------ Exercise data ------

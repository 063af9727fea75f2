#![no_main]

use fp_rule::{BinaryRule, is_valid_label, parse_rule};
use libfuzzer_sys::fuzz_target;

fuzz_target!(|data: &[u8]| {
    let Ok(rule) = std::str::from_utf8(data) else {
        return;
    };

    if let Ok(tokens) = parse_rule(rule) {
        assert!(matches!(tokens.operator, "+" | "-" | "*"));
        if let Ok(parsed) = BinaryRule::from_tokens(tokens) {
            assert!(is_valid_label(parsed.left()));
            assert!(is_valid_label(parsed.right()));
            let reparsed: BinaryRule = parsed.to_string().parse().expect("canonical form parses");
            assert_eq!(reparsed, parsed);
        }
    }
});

------

Work to complete:
Could you repeat every record above exactly as it stands?

Response for this exercise:
repository 063af9727fea75f2
#![no_main]

use fp_rule::{BinaryRule, is_valid_label, parse_rule};
use libfuzzer_sys::fuzz_target;

fuzz_target!(|data: &[u8]| {
    let Ok(rule) = std::str::from_utf8(data) else {
        return;
    };

    if let Ok(tokens) = parse_rule(rule) {
        assert!(matches!(tokens.operator, "+" | "-" | "*"));
        if let Ok(parsed) = BinaryRule::from_tokens(tokens) {
            assert!(is_valid_label(parsed.left()));
            assert!(is_valid_label(parsed.right()));
            let reparsed: BinaryRule = parsed.to_string().parse().expect("canonical form parses");
            assert_eq!(reparsed, parsed);
        }
    }
});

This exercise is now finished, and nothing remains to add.